**Task objective**
From the entries below, copy out every line with "info" in it.

**Data**
——

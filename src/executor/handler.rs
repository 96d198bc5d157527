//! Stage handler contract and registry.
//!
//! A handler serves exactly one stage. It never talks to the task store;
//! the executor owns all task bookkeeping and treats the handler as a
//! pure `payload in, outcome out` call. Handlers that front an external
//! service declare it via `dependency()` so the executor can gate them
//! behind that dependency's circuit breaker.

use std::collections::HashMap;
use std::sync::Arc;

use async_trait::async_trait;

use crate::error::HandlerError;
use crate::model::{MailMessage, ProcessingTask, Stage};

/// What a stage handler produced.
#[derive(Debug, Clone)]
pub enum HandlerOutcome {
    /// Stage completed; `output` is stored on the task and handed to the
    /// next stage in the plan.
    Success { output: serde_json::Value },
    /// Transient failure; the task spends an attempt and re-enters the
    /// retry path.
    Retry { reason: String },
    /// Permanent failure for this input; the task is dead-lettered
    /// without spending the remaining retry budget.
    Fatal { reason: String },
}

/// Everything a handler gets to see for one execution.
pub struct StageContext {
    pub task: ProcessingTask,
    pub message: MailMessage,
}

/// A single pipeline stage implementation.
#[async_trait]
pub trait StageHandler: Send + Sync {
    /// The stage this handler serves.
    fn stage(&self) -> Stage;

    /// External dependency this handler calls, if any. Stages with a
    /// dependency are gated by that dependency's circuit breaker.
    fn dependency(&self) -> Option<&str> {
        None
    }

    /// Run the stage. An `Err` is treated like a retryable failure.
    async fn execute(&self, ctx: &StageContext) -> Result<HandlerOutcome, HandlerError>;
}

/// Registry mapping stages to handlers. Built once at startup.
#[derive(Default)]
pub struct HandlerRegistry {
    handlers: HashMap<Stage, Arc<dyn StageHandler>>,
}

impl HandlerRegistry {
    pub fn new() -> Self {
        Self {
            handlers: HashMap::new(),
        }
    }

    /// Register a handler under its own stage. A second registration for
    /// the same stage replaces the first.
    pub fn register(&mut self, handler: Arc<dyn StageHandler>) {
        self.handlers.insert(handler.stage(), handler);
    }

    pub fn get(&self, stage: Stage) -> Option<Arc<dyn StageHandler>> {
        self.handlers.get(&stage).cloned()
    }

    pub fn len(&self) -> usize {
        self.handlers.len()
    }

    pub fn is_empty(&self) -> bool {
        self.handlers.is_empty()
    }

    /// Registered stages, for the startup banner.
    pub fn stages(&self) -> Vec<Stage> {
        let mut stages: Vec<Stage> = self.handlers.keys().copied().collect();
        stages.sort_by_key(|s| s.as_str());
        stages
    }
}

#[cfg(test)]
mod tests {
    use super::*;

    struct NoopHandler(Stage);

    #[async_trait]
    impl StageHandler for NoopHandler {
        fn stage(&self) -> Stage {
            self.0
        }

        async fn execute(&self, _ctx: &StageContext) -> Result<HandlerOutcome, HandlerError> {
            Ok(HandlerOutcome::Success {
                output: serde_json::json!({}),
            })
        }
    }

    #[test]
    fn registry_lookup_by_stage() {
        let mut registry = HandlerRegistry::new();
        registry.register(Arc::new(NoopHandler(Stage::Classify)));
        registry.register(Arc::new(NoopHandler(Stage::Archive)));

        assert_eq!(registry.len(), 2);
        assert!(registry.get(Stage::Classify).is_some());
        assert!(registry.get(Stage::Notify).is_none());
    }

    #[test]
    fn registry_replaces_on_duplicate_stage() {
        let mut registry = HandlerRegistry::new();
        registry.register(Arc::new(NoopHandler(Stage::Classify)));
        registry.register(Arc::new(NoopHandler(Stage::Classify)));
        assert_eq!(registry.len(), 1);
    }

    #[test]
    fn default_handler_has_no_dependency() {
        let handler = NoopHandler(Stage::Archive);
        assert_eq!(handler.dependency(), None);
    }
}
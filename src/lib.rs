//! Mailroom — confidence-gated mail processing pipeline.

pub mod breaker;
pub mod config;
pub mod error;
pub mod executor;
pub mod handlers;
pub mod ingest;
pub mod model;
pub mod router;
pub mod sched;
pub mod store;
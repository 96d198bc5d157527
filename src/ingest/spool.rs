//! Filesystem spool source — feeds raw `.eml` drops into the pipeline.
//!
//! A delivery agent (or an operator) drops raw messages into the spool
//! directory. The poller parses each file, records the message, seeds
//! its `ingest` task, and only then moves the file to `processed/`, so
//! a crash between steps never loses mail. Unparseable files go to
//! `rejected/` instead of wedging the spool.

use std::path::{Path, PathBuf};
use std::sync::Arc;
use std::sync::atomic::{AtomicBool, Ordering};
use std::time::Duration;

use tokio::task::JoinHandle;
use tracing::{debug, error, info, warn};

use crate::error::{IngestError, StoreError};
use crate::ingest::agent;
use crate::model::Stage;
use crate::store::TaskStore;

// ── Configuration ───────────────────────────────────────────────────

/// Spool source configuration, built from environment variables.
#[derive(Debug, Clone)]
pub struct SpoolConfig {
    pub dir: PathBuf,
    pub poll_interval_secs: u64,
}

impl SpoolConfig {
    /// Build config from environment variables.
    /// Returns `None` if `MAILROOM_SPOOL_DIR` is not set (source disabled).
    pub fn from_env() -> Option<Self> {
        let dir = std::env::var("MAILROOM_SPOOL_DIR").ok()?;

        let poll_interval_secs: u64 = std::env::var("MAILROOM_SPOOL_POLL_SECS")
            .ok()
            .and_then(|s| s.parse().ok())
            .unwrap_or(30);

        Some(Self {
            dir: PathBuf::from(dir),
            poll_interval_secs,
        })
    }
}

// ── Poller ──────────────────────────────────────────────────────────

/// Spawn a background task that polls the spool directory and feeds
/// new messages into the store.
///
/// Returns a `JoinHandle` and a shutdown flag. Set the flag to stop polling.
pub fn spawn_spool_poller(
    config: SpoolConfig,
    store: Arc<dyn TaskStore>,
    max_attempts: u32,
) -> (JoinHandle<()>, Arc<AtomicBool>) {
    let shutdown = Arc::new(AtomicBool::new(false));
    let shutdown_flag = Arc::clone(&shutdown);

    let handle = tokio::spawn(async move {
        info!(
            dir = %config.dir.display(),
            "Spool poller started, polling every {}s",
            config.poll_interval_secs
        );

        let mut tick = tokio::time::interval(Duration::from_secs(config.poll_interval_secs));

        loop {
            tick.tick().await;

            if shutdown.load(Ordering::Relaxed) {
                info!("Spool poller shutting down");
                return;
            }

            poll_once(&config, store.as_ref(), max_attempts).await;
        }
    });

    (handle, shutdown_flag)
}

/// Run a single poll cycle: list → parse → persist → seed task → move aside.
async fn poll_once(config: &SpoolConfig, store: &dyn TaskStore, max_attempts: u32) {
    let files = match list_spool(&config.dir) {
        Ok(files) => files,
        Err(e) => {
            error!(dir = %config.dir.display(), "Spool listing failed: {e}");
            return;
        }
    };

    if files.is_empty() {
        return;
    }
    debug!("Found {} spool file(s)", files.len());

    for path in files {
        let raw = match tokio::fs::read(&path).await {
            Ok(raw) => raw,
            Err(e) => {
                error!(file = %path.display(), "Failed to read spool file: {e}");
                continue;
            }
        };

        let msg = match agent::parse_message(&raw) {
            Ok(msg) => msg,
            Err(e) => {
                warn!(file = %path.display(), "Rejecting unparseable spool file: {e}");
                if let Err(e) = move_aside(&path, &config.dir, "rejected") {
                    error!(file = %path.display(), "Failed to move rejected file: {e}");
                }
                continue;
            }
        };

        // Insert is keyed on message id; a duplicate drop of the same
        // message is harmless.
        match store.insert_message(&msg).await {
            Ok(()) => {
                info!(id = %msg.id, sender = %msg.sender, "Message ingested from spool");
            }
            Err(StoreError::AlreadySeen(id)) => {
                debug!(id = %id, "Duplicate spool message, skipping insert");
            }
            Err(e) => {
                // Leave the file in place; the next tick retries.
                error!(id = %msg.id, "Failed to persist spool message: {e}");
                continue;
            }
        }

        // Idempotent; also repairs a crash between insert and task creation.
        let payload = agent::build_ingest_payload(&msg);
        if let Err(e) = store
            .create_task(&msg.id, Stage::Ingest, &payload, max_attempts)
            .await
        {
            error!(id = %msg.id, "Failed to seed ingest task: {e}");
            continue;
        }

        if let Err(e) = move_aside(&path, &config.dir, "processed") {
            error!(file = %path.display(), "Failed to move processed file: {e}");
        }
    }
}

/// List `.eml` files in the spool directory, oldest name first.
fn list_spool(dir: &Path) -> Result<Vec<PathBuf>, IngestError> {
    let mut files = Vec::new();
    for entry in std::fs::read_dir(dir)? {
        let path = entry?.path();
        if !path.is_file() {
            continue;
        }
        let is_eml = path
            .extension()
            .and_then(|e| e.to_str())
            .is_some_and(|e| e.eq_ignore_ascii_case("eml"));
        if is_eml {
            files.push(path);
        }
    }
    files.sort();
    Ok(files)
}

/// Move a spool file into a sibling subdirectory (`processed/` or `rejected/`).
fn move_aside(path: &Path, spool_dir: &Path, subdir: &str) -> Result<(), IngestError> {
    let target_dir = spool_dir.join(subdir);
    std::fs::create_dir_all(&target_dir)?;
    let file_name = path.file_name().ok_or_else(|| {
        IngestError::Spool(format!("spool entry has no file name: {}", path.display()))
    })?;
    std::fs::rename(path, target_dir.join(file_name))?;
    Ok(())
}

——

**Result**
use tracing::{debug, error, info, warn};
        info!(
                info!("Spool poller shutting down");
                info!(id = %msg.id, sender = %msg.sender, "Message ingested from spool");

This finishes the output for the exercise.